The green tea polyphenol EGCG is differentially associated with telomeric regulation in normal human fibroblasts versus cancer cells

Introduction: Topical investigations have demonstrated that oxidative stress and inflammation play key roles in biological aging and determine incidence and course of age-related diseases. Lifestyle and environmental factors hugely impact epigenetic regulation and DNA stability with telomere attrition and epigenetic instability providing a potential record of the cumulative burden of endogenous and exogenous oxidative noxae. Certain physiologically active plant components exhibit antioxidative activities affecting epigenetic regulation of inflammation response and DNA repair. Methods: Against this background, the present study investigated green tea polyphenol epigallocatechin gallate (EGCG) in the context of telomere regulation in Caco-2 colorectal adenocarcinoma cells vs.

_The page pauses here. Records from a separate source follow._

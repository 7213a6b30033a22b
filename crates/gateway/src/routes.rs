//! The route table: ordered matchers mapping requests to caching policies.
//!
//! Rules are declared once at startup and evaluated first-match-wins for
//! every intercepted request. Only GET requests are routed; everything else
//! passes through to the network untouched.

use std::time::Duration;

use cachefront_core::AppConfig;
use cachefront_core::generation::CacheName;
use cachefront_core::request::{Destination, RequestMode, WorkerRequest};

const DAY: Duration = Duration::from_secs(24 * 60 * 60);

/// Caching policy applied by a route.
#[derive(Debug, Clone, Copy, PartialEq, Eq)]
pub enum Strategy {
    CacheFirst,
    NetworkFirst,
    StaleWhileRevalidate,
}

/// HTTP statuses a route is allowed to store.
///
/// Status 0 stands for opaque cross-origin responses; routes that cache
/// third-party assets include it, same-origin routes accept only 200.
#[derive(Debug, Clone)]
pub struct CacheableStatuses(Vec<u16>);

impl CacheableStatuses {
    pub fn new(statuses: impl Into<Vec<u16>>) -> Self {
        Self(statuses.into())
    }

    pub fn ok_only() -> Self {
        Self::new([200])
    }

    pub fn ok_or_opaque() -> Self {
        Self::new([0, 200])
    }

    pub fn allows(&self, status: u16) -> bool {
        self.0.contains(&status)
    }
}

/// Per-cache eviction bounds, enforced after every write.
#[derive(Debug, Clone, Copy, Default)]
pub struct ExpirationPolicy {
    /// Entry-count bound; oldest insertions are evicted beyond it.
    pub max_entries: Option<u32>,
    /// Age bound; older entries read as misses and are purged on write.
    pub max_age: Option<Duration>,
}

impl ExpirationPolicy {
    pub fn none() -> Self {
        Self::default()
    }

    pub fn bounded(max_entries: u32, max_age: Duration) -> Self {
        Self { max_entries: Some(max_entries), max_age: Some(max_age) }
    }
}

/// Predicate deciding whether a route governs a request.
#[derive(Debug, Clone)]
pub enum RouteMatcher {
    /// Request destination is one of the listed kinds.
    Destination(Vec<Destination>),
    /// URL host is one of the listed hosts.
    Host(Vec<String>),
    /// URL path ends with the suffix.
    PathSuffix(String),
    /// Request mode equals the given mode.
    Mode(RequestMode),
}

impl RouteMatcher {
    pub fn matches(&self, request: &WorkerRequest) -> bool {
        match self {
            Self::Destination(kinds) => kinds.contains(&request.destination),
            Self::Host(hosts) => request.host().is_some_and(|h| hosts.iter().any(|host| host == h)),
            Self::PathSuffix(suffix) => request.url.path().ends_with(suffix.as_str()),
            Self::Mode(mode) => request.mode == *mode,
        }
    }
}

/// One rule of the route table.
#[derive(Debug, Clone)]
pub struct Route {
    pub matcher: RouteMatcher,
    pub strategy: Strategy,
    pub cache: CacheName,
    pub cacheable: CacheableStatuses,
    pub expiration: ExpirationPolicy,
    /// Navigation routes resolve total failure through the offline
    /// fallback chain instead of propagating it.
    pub offline_fallback: bool,
}

/// Ordered, immutable route rules.
#[derive(Debug, Clone, Default)]
pub struct RouteTable {
    routes: Vec<Route>,
}

impl RouteTable {
    pub fn new(routes: Vec<Route>) -> Self {
        Self { routes }
    }

    /// The first rule matching a request, or None for passthrough.
    ///
    /// Non-GET requests never match: caching stored responses for
    /// side-effecting methods would be wrong, so they always pass through.
    pub fn first_match(&self, request: &WorkerRequest) -> Option<&Route> {
        if !request.is_get() {
            return None;
        }
        self.routes.iter().find(|route| route.matcher.matches(request))
    }
}

/// Build the standard route table from the application config.
///
/// Declaration order is load-bearing: a stylesheet served from a CDN host
/// matches the destination rule before the host rule ever sees it.
pub fn standard_routes(config: &AppConfig) -> RouteTable {
    let generation = config.current_generation();

    RouteTable::new(vec![
        Route {
            matcher: RouteMatcher::Destination(vec![Destination::Style, Destination::Script]),
            strategy: Strategy::CacheFirst,
            cache: CacheName::versioned("static-resources", &generation),
            cacheable: CacheableStatuses::ok_only(),
            expiration: ExpirationPolicy::bounded(50, 30 * DAY),
            offline_fallback: false,
        },
        Route {
            matcher: RouteMatcher::Destination(vec![Destination::Image]),
            strategy: Strategy::CacheFirst,
            cache: CacheName::versioned("images", &generation),
            cacheable: CacheableStatuses::ok_only(),
            expiration: ExpirationPolicy::bounded(60, 30 * DAY),
            offline_fallback: false,
        },
        Route {
            matcher: RouteMatcher::Host(config.font_stylesheet_hosts.clone()),
            strategy: Strategy::StaleWhileRevalidate,
            cache: CacheName::shared("font-stylesheets"),
            cacheable: CacheableStatuses::ok_or_opaque(),
            expiration: ExpirationPolicy::none(),
            offline_fallback: false,
        },
        Route {
            matcher: RouteMatcher::Host(config.font_file_hosts.clone()),
            strategy: Strategy::CacheFirst,
            cache: CacheName::shared("font-files"),
            cacheable: CacheableStatuses::ok_or_opaque(),
            expiration: ExpirationPolicy::bounded(30, 365 * DAY),
            offline_fallback: false,
        },
        Route {
            matcher: RouteMatcher::Host(config.cdn_hosts.clone()),
            strategy: Strategy::CacheFirst,
            cache: CacheName::shared("cdn-resources"),
            cacheable: CacheableStatuses::ok_or_opaque(),
            expiration: ExpirationPolicy::bounded(30, 365 * DAY),
            offline_fallback: false,
        },
        Route {
            matcher: RouteMatcher::PathSuffix(config.articles_index.clone()),
            strategy: Strategy::StaleWhileRevalidate,
            cache: CacheName::versioned("api-data", &generation),
            cacheable: CacheableStatuses::ok_only(),
            expiration: ExpirationPolicy::bounded(10, DAY),
            offline_fallback: false,
        },
        Route {
            matcher: RouteMatcher::PathSuffix(".md".to_string()),
            strategy: Strategy::NetworkFirst,
            cache: CacheName::versioned("markdown-content", &generation),
            cacheable: CacheableStatuses::ok_only(),
            expiration: ExpirationPolicy::bounded(100, 7 * DAY),
            offline_fallback: false,
        },
        Route {
            matcher: RouteMatcher::Mode(RequestMode::Navigate),
            strategy: Strategy::NetworkFirst,
            cache: CacheName::versioned("pages", &generation),
            cacheable: CacheableStatuses::ok_only(),
            expiration: ExpirationPolicy::bounded(20, 7 * DAY),
            offline_fallback: true,
        },
    ])
}

#[cfg(test)]
mod tests {
    use super::*;
    use url::Url;

    fn table() -> RouteTable {
        standard_routes(&AppConfig::default())
    }

    fn get(url: &str) -> WorkerRequest {
        WorkerRequest::get(Url::parse(url).unwrap())
    }

    #[test]
    fn test_style_and_script_hit_static_resources() {
        let table = table();
        let css = get("http://localhost:8080/styles/common.css").with_destination(Destination::Style);
        let js = get("http://localhost:8080/scripts/blog.js").with_destination(Destination::Script);

        for request in [css, js] {
            let route = table.first_match(&request).unwrap();
            assert_eq!(route.cache.as_str(), "static-resources-v1");
            assert_eq!(route.strategy, Strategy::CacheFirst);
            assert!(route.cacheable.allows(200));
            assert!(!route.cacheable.allows(0));
        }
    }

    #[test]
    fn test_image_route() {
        let table = table();
        let request = get("http://localhost:8080/images/logo-48.webp").with_destination(Destination::Image);
        let route = table.first_match(&request).unwrap();
        assert_eq!(route.cache.as_str(), "images-v1");
        assert_eq!(route.expiration.max_entries, Some(60));
    }

    #[test]
    fn test_font_stylesheet_host_is_swr_unbounded() {
        let table = table();
        let request = get("https://fonts.googleapis.com/css2?family=Inter");
        let route = table.first_match(&request).unwrap();
        assert_eq!(route.cache.as_str(), "font-stylesheets");
        assert_eq!(route.strategy, Strategy::StaleWhileRevalidate);
        assert!(route.cacheable.allows(0));
        assert!(route.expiration.max_entries.is_none());
        assert!(route.expiration.max_age.is_none());
    }

    #[test]
    fn test_font_file_and_cdn_hosts_accept_opaque() {
        let table = table();

        let font = get("https://fonts.gstatic.com/s/inter.woff2").with_destination(Destination::Font);
        let route = table.first_match(&font).unwrap();
        assert_eq!(route.cache.as_str(), "font-files");
        assert!(route.cacheable.allows(0));

        let cdn = get("https://cdnjs.cloudflare.com/ajax/libs/marked/marked.min.json");
        let route = table.first_match(&cdn).unwrap();
        assert_eq!(route.cache.as_str(), "cdn-resources");
        assert_eq!(route.expiration.max_entries, Some(30));
    }

    #[test]
    fn test_declaration_order_wins_for_cdn_scripts() {
        // a script loaded from the CDN host matches the destination rule
        // first, so it lands in static-resources, not cdn-resources
        let table = table();
        let request = get("https://cdnjs.cloudflare.com/ajax/libs/marked/marked.min.js")
            .with_destination(Destination::Script);
        let route = table.first_match(&request).unwrap();
        assert_eq!(route.cache.as_str(), "static-resources-v1");
    }

    #[test]
    fn test_articles_index_and_markdown_suffixes() {
        let table = table();

        let index = get("http://localhost:8080/data/articles.json");
        let route = table.first_match(&index).unwrap();
        assert_eq!(route.cache.as_str(), "api-data-v1");
        assert_eq!(route.strategy, Strategy::StaleWhileRevalidate);

        let markdown = get("http://localhost:8080/posts/first-post.md");
        let route = table.first_match(&markdown).unwrap();
        assert_eq!(route.cache.as_str(), "markdown-content-v1");
        assert_eq!(route.strategy, Strategy::NetworkFirst);
    }

    #[test]
    fn test_navigation_route_has_offline_fallback() {
        let table = table();
        let request = WorkerRequest::navigation(Url::parse("http://localhost:8080/blog/").unwrap());
        let route = table.first_match(&request).unwrap();
        assert_eq!(route.cache.as_str(), "pages-v1");
        assert_eq!(route.strategy, Strategy::NetworkFirst);
        assert!(route.offline_fallback);
    }

    #[test]
    fn test_unmatched_request_is_passthrough() {
        let request = get("http://localhost:8080/api/search?q=rust");
        assert!(table().first_match(&request).is_none());
    }

    #[test]
    fn test_non_get_never_matches() {
        let request = get("http://localhost:8080/styles/common.css")
            .with_destination(Destination::Style)
            .with_method("POST");
        assert!(table().first_match(&request).is_none());
    }

    #[test]
    fn test_generation_flows_into_cache_names() {
        let config = AppConfig { generation: "9".into(), ..Default::default() };
        let table = standard_routes(&config);
        let request = get("http://localhost:8080/app.css").with_destination(Destination::Style);
        assert_eq!(table.first_match(&request).unwrap().cache.as_str(), "static-resources-v9");
    }

    #[test]
    fn test_cacheable_statuses() {
        assert!(CacheableStatuses::ok_only().allows(200));
        assert!(!CacheableStatuses::ok_only().allows(404));
        assert!(!CacheableStatuses::ok_only().allows(0));
        assert!(CacheableStatuses::ok_or_opaque().allows(0));
        assert!(CacheableStatuses::new(vec![200, 304]).allows(304));
    }
}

ES-1 primary skin fibroblasts. Cell lines were treated with 20 and 200 mu M EGCG for 36, 72 and 144 hours, respectively. Telomerase activity, relative telomere length as well as methylation status of hTERT and c-Myc from different culture conditions were assessed. Malondialdehyde (MDA) served as a surrogate marker of potential prooxidative effects of EGCG in a physiologically relevant tissue model. Results: EGCG incubation was associated with telomere shortening and decreased telomerase activity in Caco-2 cells, and relatively longer telomeres along with increased methylation of six 5'-Cphosphate-G-3' (CpG) sites in the promoter region of human Telomerase Reverse Transcriptase (hTERT) in fibroblasts. At low concentrations, EGCG significantly decreased oxidative damage to lipids in Caco-2 cells and attenuated H2O2 induced oxidation at higher concentrations. Conclusion: These results suggest differential EGCGmediated telomeric modulation in cancer vs. primary cells and a specific antioxidant activity of EGCG against oxidative damage to lipids in abnormal cells.